Baddoo does a great job of keeping his weight back and balanced on his back foot and keeps his hands up and elbow in near perfect form. His step is a perfect timing mechanism for his the rest of his swing and he brings his weight forward towards the ball well to meet the bat. He has quick hands that generate plenty of bat speed through the zone to the point of contact. His stance needs to be taught to little leaguers because it is fundamentally flawless. I want to frame this swing on my wall.
Having a picture-perfect stance is one thing, having the tools and potential to do anything with it is another thing. Well, I’m glad you [I] asked because he DOES have those tools and potential. From his beautiful swing he generates a bunch of contact, and from that bunch of contact he generates gap power that projects to more over-the-fence power as he fills out his frame. He also adds playable speed on the base paths and probably has enough to remain in center. But his profile is exciting enough that it won’t matter if he moves to a corner. Baddoo is the type of guy you want to jump on now before it too late, and too late is fast approaching.
Keaton’s Artist Selection
Byron Buxton, 24, OF
Analysis by Patrick Magnus
Byron a Long Time Since I Rock and Rolled
If you’ve listened to the TDG Podcast, then you know that Buxton’s profile is essentially the antithesis of the kind of player I would roster in a dynasty league. Speed first, no plate discipline, and plays with reckless abandonment in the outfield. To his credit, he certainly checks the ‘fun box’ of my player analysis. So, I wouldn’t blame anyone for rostering him because they enjoy him as a baseball player, but is he a safe dynasty investment? Let’s find out.
Buxton is Fun
If you play in a dynasty league where jaw-dropping catches are a category, then Byron Buxton is a first-rounder. The dude is an absolute joy to watch. Other than amazing gifs, he’s got some stats to back up that defensive glory in 2017:
- Ranked 1st in Outs Above Average (Statcast/Baseball Savant)
- Ranked 1st in Catch Probability (Statcast/Baseball Savant)
- Ranked 9th in the MLB with an 11.8 Defensive War (Fangraphs)
You know what else makes Buxton fun? He’s really, really, really fast. He tied with Billy Hamilton (also fast) for first in Sprint Speed (Statcast/Baseball Savant) and stole 29 bases. Have you heard that it’s hard to find stolen bases in fantasy baseball? You might be thinking “This sounds like a player I want to own!” If your heart says so, you do you. However, let me pour all the cold water in the world on him first.

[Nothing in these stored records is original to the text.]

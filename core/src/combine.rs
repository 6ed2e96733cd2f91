//! Combination trees: how a relation's tuples nest child relations.
//!
//! Every combination is an edge carrying a [`CombineKind`], a [`KeyPair`] and
//! the combine name the child lands under. The key pair always reads
//! "owner key -> foreign key": for `One`/`Many` the root is the owner and the
//! child holds the foreign key; for `Wrap` the nested relation is the owner
//! and the root holds the foreign key.

use std::sync::Arc;

use serde::ser::{Serialize, SerializeMap, Serializer};
use trellis_types::Name;

use crate::dataset::Dataset;
use crate::error::{Result, TrellisError};
use crate::header::Header;
use crate::helpers::{foreign_key_for, singularize};
use crate::relation::RelationNode;
use crate::schema::{AssociationKind, RelationSchema};

/// How child tuples attach to a parent.
#[derive(Debug, Clone, Copy, PartialEq, Eq, Hash, serde::Serialize)]
#[serde(rename_all = "lowercase")]
pub enum CombineKind {
    /// A single child struct or null.
    One,
    /// An array of child structs, possibly empty.
    Many,
    /// A single owner struct nested under the tuple holding the foreign key.
    Wrap,
}

impl CombineKind {
    pub const fn as_str(&self) -> &'static str {
        match self {
            Self::One => "one",
            Self::Many => "many",
            Self::Wrap => "wrap",
        }
    }

    /// `true` when the root owns the key and the child holds the foreign key.
    pub const fn root_owns_key(&self) -> bool {
        !matches!(self, Self::Wrap)
    }

    /// Default combine name for a child relation.
    pub fn default_name(&self, relation: &str) -> Name {
        match self {
            Self::Many => Name::from(relation),
            Self::One | Self::Wrap => Name::from(singularize(relation)),
        }
    }
}

impl core::fmt::Display for CombineKind {
    fn fmt(&self, f: &mut core::fmt::Formatter<'_>) -> core::fmt::Result {
        f.write_str(self.as_str())
    }
}

/// Owner key and foreign key of a combination.
#[derive(Debug, Clone, PartialEq, Eq, Hash)]
pub struct KeyPair {
    pub parent_key: Name,
    pub child_key: Name,
}

impl KeyPair {
    pub fn new(parent_key: impl Into<Name>, child_key: impl Into<Name>) -> Self {
        Self {
            parent_key: parent_key.into(),
            child_key: child_key.into(),
        }
    }
}

impl core::fmt::Display for KeyPair {
    fn fmt(&self, f: &mut core::fmt::Formatter<'_>) -> core::fmt::Result {
        write!(f, "{{{}: {}}}", self.parent_key, self.child_key)
    }
}

impl Serialize for KeyPair {
    fn serialize<S: Serializer>(&self, serializer: S) -> core::result::Result<S::Ok, S::Error> {
        let mut map = serializer.serialize_map(Some(1))?;
        map.serialize_entry(self.parent_key.as_str(), self.child_key.as_str())?;
        map.end()
    }
}

/// Join relation of a many-to-many combination.
///
/// `parent_key` references the root's owner key, `child_key` the child's.
#[derive(Debug, Clone)]
pub struct Through {
    pub relation: Name,
    pub dataset: Arc<dyn Dataset>,
    pub parent_key: Name,
    pub child_key: Name,
}

/// One combination: a child node nested under `name`.
#[derive(Debug, Clone)]
pub struct CombineEdge {
    pub kind: CombineKind,
    pub name: Name,
    pub keys: KeyPair,
    pub through: Option<Through>,
    pub node: RelationNode,
}

impl CombineEdge {
    /// Attribute of the root tuple used for matching.
    pub fn root_key(&self) -> &Name {
        match self.kind {
            CombineKind::Wrap => &self.keys.child_key,
            CombineKind::One | CombineKind::Many => &self.keys.parent_key,
        }
    }

    /// Attribute of the nested node's tuples used for matching.
    pub fn node_key(&self) -> &Name {
        match self.kind {
            CombineKind::Wrap => &self.keys.parent_key,
            CombineKind::One | CombineKind::Many => &self.keys.child_key,
        }
    }

    /// Checks that both keys exist in the headers as composed right now.
    pub(crate) fn validate(&self, root: &str, root_header: &Header) -> Result<()> {
        let child = self.node.name();
        let child_header = self.node.header();
        let (node_key, root_key) = (self.node_key(), self.root_key());
        if !root_header.contains_scalar(root_key) {
            return Err(TrellisError::invalid_key_pair(
                root,
                format!("`{root_key}` is not an attribute of `{root}`"),
            ));
        }
        if !child_header.contains_scalar(node_key) {
            return Err(TrellisError::invalid_key_pair(
                root,
                format!("`{node_key}` is not an attribute of `{child}`"),
            ));
        }
        Ok(())
    }
}

/// Read-only view of a node's combinations, in the order they were added.
#[derive(Debug, Clone)]
pub struct CombineTree {
    pub root: Name,
    pub children: Vec<Arc<CombineEdge>>,
}

impl CombineTree {
    pub fn is_empty(&self) -> bool {
        self.children.is_empty()
    }

    /// Number of edges in the whole tree.
    pub fn edge_count(&self) -> usize {
        self.children
            .iter()
            .map(|edge| 1 + edge.node.combine_tree().edge_count())
            .sum()
    }

    /// Length of the longest root-to-leaf path, counting the root.
    pub fn depth(&self) -> usize {
        1 + self
            .children
            .iter()
            .map(|edge| edge.node.combine_tree().depth())
            .max()
            .unwrap_or(0)
    }
}

// =============================================================================
// Key inference
// =============================================================================

/// Keys for a combination, before validation against headers.
pub(crate) struct InferredKeys {
    pub keys: KeyPair,
    pub through: Option<(Name, Name, Name)>,
}

/// Infers keys for a `One`/`Many` combination of `child` under `root`.
///
/// Declared associations win, then foreign key metadata, then the
/// `<singular root>_id` convention.
pub(crate) fn infer_combine_keys(
    root: &RelationSchema,
    name: &str,
    child: &RelationSchema,
    join: impl Fn(&str) -> Option<Arc<RelationSchema>>,
) -> Result<InferredKeys> {
    let association = root
        .association(name, &child.name)
        .filter(|a| a.kind != AssociationKind::Belongs);
    if let Some(association) = association {
        if let Some(keys) = &association.keys {
            return Ok(InferredKeys {
                keys: keys.clone(),
                through: None,
            });
        }
        if let Some(through) = &association.through {
            let join = join(through.as_str())
                .ok_or_else(|| TrellisError::UnknownRelation(through.clone()))?;
            return infer_through_keys(root, child, &join);
        }
    }
    let parent_key = owner_key(root)?;
    let child_key = child
        .foreign_key_into(root)
        .map(|a| a.name.clone())
        .or_else(|| {
            let conventional = foreign_key_for(&root.name);
            child.has_attribute(&conventional).then_some(conventional)
        })
        .ok_or_else(|| {
            TrellisError::invalid_key_pair(
                &root.name,
                format!("cannot infer a foreign key from `{}` to `{}`", child.name, root.name),
            )
        })?;
    Ok(InferredKeys {
        keys: KeyPair::new(parent_key, child_key),
        through: None,
    })
}

/// Infers keys for wrapping `owner` under `name` on `root`, which holds the foreign key.
pub(crate) fn infer_wrap_keys(
    root: &RelationSchema,
    name: &str,
    owner: &RelationSchema,
) -> Result<KeyPair> {
    let association = root
        .association(name, &owner.name)
        .filter(|a| a.kind == AssociationKind::Belongs);
    if let Some(keys) = association.and_then(|a| a.keys.as_ref()) {
        return Ok(keys.clone());
    }
    let parent_key = owner_key(owner)?;
    let child_key = root
        .foreign_key_into(owner)
        .map(|a| a.name.clone())
        .or_else(|| {
            [Name::from(format!("{name}_id")), foreign_key_for(&owner.name)]
                .into_iter()
                .find(|candidate| root.has_attribute(candidate))
        })
        .ok_or_else(|| {
            TrellisError::invalid_key_pair(
                &root.name,
                format!("cannot infer a foreign key from `{}` to `{}`", root.name, owner.name),
            )
        })?;
    Ok(KeyPair::new(parent_key, child_key))
}

/// Infers keys for a many-to-many combination through `join`.
pub(crate) fn infer_through_keys(
    root: &RelationSchema,
    child: &RelationSchema,
    join: &RelationSchema,
) -> Result<InferredKeys> {
    let find = |target: &RelationSchema| {
        join.foreign_key_into(target)
            .map(|a| a.name.clone())
            .or_else(|| {
                let conventional = foreign_key_for(&target.name);
                join.has_attribute(&conventional).then_some(conventional)
            })
            .ok_or_else(|| {
                TrellisError::invalid_key_pair(
                    &join.name,
                    format!("cannot infer a foreign key from `{}` to `{}`", join.name, target.name),
                )
            })
    };
    let join_parent = find(root)?;
    let join_child = find(child)?;
    Ok(InferredKeys {
        keys: KeyPair::new(owner_key(root)?, owner_key(child)?),
        through: Some((join.name.clone(), join_parent, join_child)),
    })
}

fn owner_key(schema: &RelationSchema) -> Result<Name> {
    schema.primary_key().cloned().ok_or_else(|| {
        TrellisError::invalid_key_pair(
            &schema.name,
            format!("`{}` has no primary key", schema.name),
        )
    })
}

Swinging By, By, Mr. Byron Buxton Pie
The Buxter is not good at hitting baseballs. He’s great a swinging at the baseballs, but he’s very bad at hitting them. If you’ve been reading my work, then you know it’s time for a table.

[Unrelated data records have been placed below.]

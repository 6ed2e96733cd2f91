//! Attribute definitions for relation schemas.

use crate::{Name, ScalarType};

/// One attribute of a relation schema.
///
/// # Examples
///
/// ```
/// use trellis_types::{AttributeDef, ScalarType};
///
/// let id = AttributeDef::new("id", ScalarType::Serial).primary_key();
/// let user_id = AttributeDef::new("user_id", ScalarType::Integer).references("users");
///
/// assert!(id.is_primary_key());
/// assert_eq!(user_id.referenced_relation(), Some("users"));
/// ```
#[derive(Debug, Clone, PartialEq, Eq, Hash)]
#[cfg_attr(feature = "serde", derive(serde::Serialize, serde::Deserialize))]
pub struct AttributeDef {
    /// Attribute name
    pub name: Name,
    /// Declared scalar type
    pub ty: ScalarType,
    /// Whether NULL is allowed
    pub nullable: bool,
    /// Part of the primary key
    pub primary_key: bool,
    /// Relation referenced by this attribute when it is a foreign key
    pub references: Option<Name>,
}

impl AttributeDef {
    /// Creates a non-null attribute with no key flags.
    pub fn new(name: impl Into<Name>, ty: ScalarType) -> Self {
        Self {
            name: name.into(),
            ty,
            nullable: false,
            primary_key: false,
            references: None,
        }
    }

    /// Marks the attribute as (part of) the primary key.
    #[must_use]
    pub fn primary_key(mut self) -> Self {
        self.primary_key = true;
        self
    }

    /// Marks the attribute as nullable.
    #[must_use]
    pub fn nullable(mut self) -> Self {
        self.nullable = true;
        self
    }

    /// Marks the attribute as a foreign key into `relation`.
    #[must_use]
    pub fn references(mut self, relation: impl Into<Name>) -> Self {
        self.references = Some(relation.into());
        self
    }

    #[inline]
    #[must_use]
    pub fn is_primary_key(&self) -> bool {
        self.primary_key
    }

    #[inline]
    #[must_use]
    pub fn referenced_relation(&self) -> Option<&str> {
        self.references.as_deref()
    }
}
//! Polars AnyValue and dtype utility functions.

use polars::prelude::*;

/// Canonical string form of a value. Null becomes the empty string;
/// floats drop trailing zeros so `1.0` and `1` agree across dtypes.
pub fn any_to_string(value: AnyValue<'_>) -> String {
    match value {
        AnyValue::Null => String::new(),
        AnyValue::Int8(v) => v.to_string(),
        AnyValue::Int16(v) => v.to_string(),
        AnyValue::Int32(v) => v.to_string(),
        AnyValue::Int64(v) => v.to_string(),
        AnyValue::UInt8(v) => v.to_string(),
        AnyValue::UInt16(v) => v.to_string(),
        AnyValue::UInt32(v) => v.to_string(),
        AnyValue::UInt64(v) => v.to_string(),
        AnyValue::Float32(v) => format_numeric(f64::from(v)),
        AnyValue::Float64(v) => format_numeric(v),
        AnyValue::String(s) => s.to_string(),
        AnyValue::StringOwned(s) => s.to_string(),
        AnyValue::Boolean(b) => if b { "true" } else { "false" }.to_string(),
        other => other.to_string(),
    }
}

/// Formats a floating-point number without trailing zeros.
pub fn format_numeric(v: f64) -> String {
    let s = format!("{v}");
    if s.contains('.') {
        s.trim_end_matches('0').trim_end_matches('.').to_string()
    } else {
        s
    }
}

/// Converts a value to f64, returning None for null or non-numeric values.
/// Strings are parsed.
pub fn any_to_f64(value: AnyValue<'_>) -> Option<f64> {
    match value {
        AnyValue::Null => None,
        AnyValue::Int8(v) => Some(f64::from(v)),
        AnyValue::Int16(v) => Some(f64::from(v)),
        AnyValue::Int32(v) => Some(f64::from(v)),
        AnyValue::Int64(v) => Some(v as f64),
        AnyValue::UInt8(v) => Some(f64::from(v)),
        AnyValue::UInt16(v) => Some(f64::from(v)),
        AnyValue::UInt32(v) => Some(f64::from(v)),
        AnyValue::UInt64(v) => Some(v as f64),
        AnyValue::Float32(v) => Some(f64::from(v)),
        AnyValue::Float64(v) => Some(v),
        AnyValue::String(s) => parse_f64(s),
        AnyValue::StringOwned(s) => parse_f64(&s),
        AnyValue::Boolean(b) => Some(if b { 1.0 } else { 0.0 }),
        _ => None,
    }
}

/// Parses a string as f64, returning None for invalid or empty strings.
pub fn parse_f64(value: &str) -> Option<f64> {
    let trimmed = value.trim();
    if trimmed.is_empty() {
        return None;
    }
    trimmed.parse::<f64>().ok()
}

/// Integer dtypes, signed and unsigned.
pub fn is_integer_dtype(dtype: &DataType) -> bool {
    matches!(
        dtype,
        DataType::Int8
            | DataType::Int16
            | DataType::Int32
            | DataType::Int64
            | DataType::UInt8
            | DataType::UInt16
            | DataType::UInt32
            | DataType::UInt64
    )
}

/// Float dtypes.
pub fn is_float_dtype(dtype: &DataType) -> bool {
    matches!(dtype, DataType::Float32 | DataType::Float64)
}

/// Any integer or float dtype.
pub fn is_numeric_dtype(dtype: &DataType) -> bool {
    is_integer_dtype(dtype) || is_float_dtype(dtype)
}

|Year | Level||K%||BB%||Exit Velocity||Launch Angle|
|2015 | MLB||31.9%||4.3%||82.2 MPH||10.0°|
|2016 | MLB||35.6%||6.9%||85.3 MPH||13.5°|
|2017 | MLB||29.4%||7.4%||85.0 MPH||11.8°|
So you see my problem? Way too many strikeouts, and way too few walks. However, he made some positive strides in 2017. Striking out at an almost 30% clip is not good by any means. However, he managed to maintain his increase in walks while bringing his strikeout rate down to his 2015 level. That is a good sign.
When looking at his numbers I was also impressed by his Average Launch Angles. I expected to see lower numbers closer to 9%. So now, I’m a bit curious about his batted ball profile. Another table, coming up!
|Year | Level||LD||GB||FB|
|2015 | MLB||13.9%||43.0%||43.0%|
|2016 | MLB||21.6%||35.1%||43.3%|
|2017 | MLB||23.2%||38.7%||38.0%|
Those are much better numbers than I expected to find, The line drive rate is particularly impressive to me. My bias goggles have certainly clouded my opinion on Buxton’s improvements.
So Wait, Buxton is Good?
Despite his gains, Buxton was still below league average in most offense categories in 2017.
So according to the league in 2017, Buxton wasn’t good. When it came to offense, he was a below average baseball player. Many analysts will cherry pick different parts of 2017 and point out how good Buxton was. There’s some validity to that, but I’m basing my opinion on his overall numbers last year, and his two prior years with the Twins. These are how the overall numbers unfolded in 2017.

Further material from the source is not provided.